Después de algunos mensajes de whatsapps, y entre un par de mails de trabajo, estaba lo que ella venía esperando, sonrió internamente, miró al balcón cortinas violetas, pero solo se veían el ventanal, algo del interior de la casa y un par de cuadros, vio al vecino caminar pero ni se dio cuenta de que ella estaba ahí. Volvió a leer la respuesta del Taller de Sexting, esto del contrato no se lo veía venir, pero por otro lado estaba perfecto que sea así, pensó tanto que un pequeño dolor de cabeza se volvió una jaqueca enorme, decidió bloquear todo ese mambo y abrirse una cerveza, nuevamente puso la tele de fondo y evitando pensar demasiado contestó.
Para: sextingtaller@gmail.com
De: agustina.tobares@gmail.com
Asunto: Info Taller Sexting
Hola Sofía, ¿cómo va? Espero que me envies la documentacion para firmar y así comenzamos, realizo el depósito cuanto antes y te mando el comprobante
¿Cómo sería? ¿Cómo serían las clases a nivel práctico? Me contactan ustedes?
gracias
Agustina Tobares
WhatsApp: +541136344748
Prendió otro cigarrillo, agarró el libro que tenía en la mesita de luz y se sentó al lado de la ventana a fumar y leer, mientras le daba el sol de la tarde en la cara. Concentrada, pasó varios capítulos del libro, no quería pensar en donde se había metido. Con la entrada del otoño los días eran más cortos y empezó a oscurecer más temprano, sintió frío y justo cuando estaba por levantarse, miró al balcón cortinas violetas y ahí estaba el vecino que le clavó la mirada. Estaba tomando un café en shorts blancos y con un buzo bordó que parecía viejo y manchado, le hizo un gesto como si brindara con la taza y le sonrió. Tenía tez pálida, pelo corto y ondulado color castaño, quizás algo rojizo, no distinguió mucho el color de los ojos, le pareció llamativo el bigote espeso que llevaba, le hubiese gustado saber su nombre. Agustina contestó con la mano, roja de la vergüenza, apagó el cigarrillo, sonrió y se alejó de la ventana. No entendía nada de lo que le estaba pasando: ella contestándole el saludo a un chabón que estaba en el balcón de la vereda de enfrente, la realidad había dado un giro de 360º.

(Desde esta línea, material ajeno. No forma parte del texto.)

//! Carries persistence effects across a tokio task boundary.
//!
//! Each call runs as its own task and reports back as an [`Action`] on an
//! unbounded channel. The workflow's `Submitting` ticket is the single
//! in-flight slot: the runner never starts a create on its own.

use std::sync::Arc;

use tally_core::CreateCategory;
use tally_service::CategoryService;
use tokio::runtime::Handle;
use tokio::sync::mpsc;

use crate::workflow::{Action, SubmitTicket};

pub struct EffectRunner {
    service: Arc<dyn CategoryService>,
    handle: Handle,
    tx: mpsc::UnboundedSender<Action>,
}

impl EffectRunner {
    pub fn new(
        service: Arc<dyn CategoryService>,
        handle: Handle,
    ) -> (Self, mpsc::UnboundedReceiver<Action>) {
        let (tx, rx) = mpsc::unbounded_channel();
        (Self { service, handle, tx }, rx)
    }

    pub fn fetch(&self, generation: u64) {
        let service = Arc::clone(&self.service);
        let tx = self.tx.clone();
        self.handle.spawn(async move {
            let result = service.list_categories().await;
            // The receiver is gone only when the screen was torn down.
            let _ = tx.send(Action::Refreshed { generation, result });
        });
    }

    pub fn create(&self, ticket: SubmitTicket, input: CreateCategory) {
        let service = Arc::clone(&self.service);
        let tx = self.tx.clone();
        self.handle.spawn(async move {
            let result = service.create_category(&input).await;
            if let Err(ref e) = result {
                tracing::info!(ticket = ticket.0, "create failed: {e}");
            }
            let _ = tx.send(Action::Settled { ticket, result });
        });
    }
}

Ya era tarde, pensó en qué iba a cenar, quizás unos fideos o un arroz, no tenía las más mínimas ganas de cocinar. Entonces, miró su living, el sillón, la tele y todo el espacio desaprovechado, decidió reorganizar; su casa como estaba no la hacía sentir cómoda. Así que movió el sillón al costado de la ventana, la mesa ratona adelante, puso la tele enfrente, movió la mesa y las sillas del comedor que casi no usaba, la biblioteca la puso al costado del sillón. Como una planta buscaba la luz del sol, sentir calor, sentirse viva.